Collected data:

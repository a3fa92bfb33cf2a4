//! Document ledger, audit log and storage diagnostics

pub mod audit;
pub mod diagnostics;
pub mod document;

pub use audit::AuditRepository;
pub use diagnostics::database_size;
pub use document::DocumentRepository;
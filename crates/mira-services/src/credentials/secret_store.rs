use std::sync::Arc;

use mira_core::models::SecretScope;
use mira_core::{AppError, EncryptionService};
use mira_db::SecretRepositoryTrait;

/// Encrypts credential values on write and decrypts them on read.
#[derive(Clone)]
pub struct SecretStore {
    repository: Arc<dyn SecretRepositoryTrait>,
    cipher: EncryptionService,
}

impl SecretStore {
    pub fn new(repository: Arc<dyn SecretRepositoryTrait>, cipher: EncryptionService) -> Self {
        Self { repository, cipher }
    }

    /// Upsert a value for (scope, key). A second call overwrites in place.
    #[tracing::instrument(skip(self, plaintext), fields(scope = %scope.label(), owner_id = %scope.owner_id()))]
    pub async fn set(
        &self,
        scope: SecretScope,
        key_name: &str,
        plaintext: &str,
    ) -> Result<(), AppError> {
        let key_name = key_name.trim();
        if key_name.is_empty() {
            return Err(AppError::InvalidInput("Secret key name is empty".to_string()));
        }
        let encrypted = self.cipher.encrypt(plaintext)?;
        self.repository.upsert(scope, key_name, &encrypted).await?;
        tracing::info!(key_name = %key_name, "Secret saved");
        Ok(())
    }

    /// Read and decrypt a value. A value that fails to decrypt is reported as
    /// absent. Key names are trimmed as in [`SecretStore::set`].
    #[tracing::instrument(skip(self), fields(scope = %scope.label(), owner_id = %scope.owner_id()))]
    pub async fn get(&self, scope: SecretScope, key_name: &str) -> Result<Option<String>, AppError> {
        let key_name = key_name.trim();
        let Some(record) = self.repository.get(scope, key_name).await? else {
            return Ok(None);
        };
        match self.cipher.decrypt(&record.encrypted_value) {
            Ok(value) => Ok(Some(value)),
            Err(e) => {
                tracing::warn!(key_name = %key_name, error = %e, "Stored secret could not be decrypted; treating as absent");
                Ok(None)
            }
        }
    }
}

#[cfg(test)]
mod tests {
    use super::*;
    use crate::test_helpers::{test_cipher, InMemorySecretRepository};
    use uuid::Uuid;

    fn store(repo: &Arc<InMemorySecretRepository>) -> SecretStore {
        SecretStore::new(repo.clone(), test_cipher())
    }

    #[tokio::test]
    async fn set_twice_keeps_one_row_with_latest_value() {
        let repo = Arc::new(InMemorySecretRepository::default());
        let store = store(&repo);
        let scope = SecretScope::Principal(Uuid::new_v4());

        store.set(scope, "openai_api_key", "sk-first").await.unwrap();
        store.set(scope, "openai_api_key", "sk-second").await.unwrap();

        assert_eq!(repo.row_count(), 1);
        assert_eq!(
            store.get(scope, "openai_api_key").await.unwrap().as_deref(),
            Some("sk-second")
        );
    }

    #[tokio::test]
    async fn unicode_round_trip_and_ciphertext_at_rest() {
        let repo = Arc::new(InMemorySecretRepository::default());
        let store = store(&repo);
        let scope = SecretScope::Tenant(Uuid::new_v4());

        for value in ["", "トークン🔑", "with\nnewline", "ascii"] {
            store.set(scope, "trello_token", value).await.unwrap();
            assert_eq!(store.get(scope, "trello_token").await.unwrap().as_deref(), Some(value));
        }
        let raw = repo.raw_value(scope, "trello_token").unwrap();
        assert_ne!(raw, "ascii");
    }

    #[tokio::test]
    async fn scopes_do_not_collide() {
        let repo = Arc::new(InMemorySecretRepository::default());
        let store = store(&repo);
        let id = Uuid::new_v4();

        store.set(SecretScope::Tenant(id), "openai_api_key", "company").await.unwrap();
        store.set(SecretScope::Principal(id), "openai_api_key", "user").await.unwrap();

        assert_eq!(
            store.get(SecretScope::Tenant(id), "openai_api_key").await.unwrap().as_deref(),
            Some("company")
        );
        assert_eq!(
            store.get(SecretScope::Principal(id), "openai_api_key").await.unwrap().as_deref(),
            Some("user")
        );
    }

    #[tokio::test]
    async fn undecryptable_value_reads_as_absent() {
        let repo = Arc::new(InMemorySecretRepository::default());
        let scope = SecretScope::Principal(Uuid::new_v4());
        store(&repo).set(scope, "openai_api_key", "sk-abc").await.unwrap();

        let rotated = SecretStore::new(
            repo.clone(),
            EncryptionService::from_key_bytes(&[7u8; 32]).unwrap(),
        );
        assert_eq!(rotated.get(scope, "openai_api_key").await.unwrap(), None);
    }

    #[tokio::test]
    async fn missing_value_is_none() {
        let repo = Arc::new(InMemorySecretRepository::default());
        let scope = SecretScope::Principal(Uuid::new_v4());
        assert_eq!(store(&repo).get(scope, "openai_api_key").await.unwrap(), None);
    }

    #[tokio::test]
    async fn key_names_are_trimmed_on_read_and_write() {
        let repo = Arc::new(InMemorySecretRepository::default());
        let store = store(&repo);
        let scope = SecretScope::Principal(Uuid::new_v4());

        store.set(scope, " trello_token ", "tok").await.unwrap();

        assert_eq!(store.get(scope, " trello_token ").await.unwrap().as_deref(), Some("tok"));
        assert_eq!(store.get(scope, "trello_token").await.unwrap().as_deref(), Some("tok"));
    }

    #[tokio::test]
    async fn empty_key_name_is_rejected() {
        let repo = Arc::new(InMemorySecretRepository::default());
        let scope = SecretScope::Principal(Uuid::new_v4());
        assert!(matches!(
            store(&repo).set(scope, "  ", "v").await,
            Err(AppError::InvalidInput(_))
        ));
    }
}
//! Encrypted credentials and their resolution for a principal.

mod resolver;
mod secret_store;

pub use resolver::{CredentialResolver, ResolvedCredential, ResolvedCredentials};
pub use secret_store::SecretStore;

EXERCISE INSTRUCTIONS: Your answer should be exactly the lines of the data above, from the first through the line containing "pub use document::DocumentRepository;".

RESULT FOR THIS EXERCISE:
repository a3fa92bfb33cf2a4
//! Document ledger, audit log and storage diagnostics

pub mod audit;
pub mod diagnostics;
pub mod document;

pub use audit::AuditRepository;
pub use diagnostics::database_size;
pub use document::DocumentRepository;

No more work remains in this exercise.